Niewiele mniej, bo 8 na 10 zapytanych o oczekiwania związane z siecią, wymieniło swobodną możliwość przeglądania witryn oraz serwisów, bez poczucia, że nasze wybory i preferencje mogą być zapamiętywane. Jak się okazuje niemal połowa Polaków (43 proc.), jest zmęczona takim stanem rzeczy. Zapytani o przyszłość internetu uważają, że do 2020 r. nie będzie już mowy o prywatności w wirtualnym świecie. Każda nowa aktywność zostanie odnotowana i zapisana. Także 71 proc. osób uważa, że korporacje do 2020 roku będą miały nieograniczony dostęp do wszelkich danych konsumentów.
Pyt. Zaznacz jedno zdanie dotyczące przyszłości internetu, które według ciebie spełni się w ciągu najbliższych 9 lat
Pyt. Mam nadzieję, że w przyszłości internet... (zaznacz wszystkie pasujące odpowiedzi)

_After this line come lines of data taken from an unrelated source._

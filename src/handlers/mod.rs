//! HTTP request handlers organized by domain.

pub mod auth_handler;
pub mod user_handler;

pub use auth_handler::*;
pub use user_handler::*;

Badania wykazały również, że 31 proc. zapytanych osób obawia się, iż tożsamość internetowa stanie się ważniejsza od życia w świecie rzeczywistym. Jednocześnie dwoje na pięciu (37 proc.) ankietowanych uważa, że internet będzie "znał" nas lepiej, a co za tym idzie sprawniej rozpoznawał nasze potrzeby i preferencje niż nasi życiowi partnerzy, a wynikać to będzie z wysokiego poziomu uzależnienia od sieci.
Polscy ankietowani powrócili także do szeroko dyskutowanego w Polsce problemu przyszłości prasy. Aż 40 proc. pytanych osób obawia się, iż w ciągu dekady gazety oraz magazyny będą dostępne już tylko w witrynach internetowych.
Pyt. Obawiam się, że w przyszłości internet... (zaznacz wszystkie pasujące odpowiedzi)
O zdanie na temat przyszłości internetu został także zapytany astrolog, Stefan Stedudd. Twierdzi on, że internet może dopiero osiągnąć punkt prawdziwego rozwoju swoich możliwości, po czym przestanie istnieć. Astrolog, w celu przewidzenia przyszłości sieci, stworzył specjalny horoskop w odniesieniu do daty komercyjnej premiery internetu, czyli 6 sierpnia 1991 roku.
- Okres gwałtownej przemiany sieci nastąpi w najbliższych latach, poczynając od 2012 i na 2017 roku kończąc - twierdzi Stenudd. Po tej przemianie internet będzie dalece wydajniejszy i użyteczny jako narzędzie do nauki i pracy, ale za to mniej skoncentrowany na rozrywce. W roku 2025 przejdzie powtórną przemianę, stając się niewyobrażalnie dużą encyklopedią, będąc przez to pewniejszym źródłem wiedzy. Stenudd dodał także, że przez kolejne lata internet przestanie liczyć się na rynku i zostanie zastąpiony przez inne rozwiązania technologiczne. We wczesnych latach 40. zostanie całkowicie "odłączony" i nie usłyszymy o nim przez co najmniej kolejne 15 lat.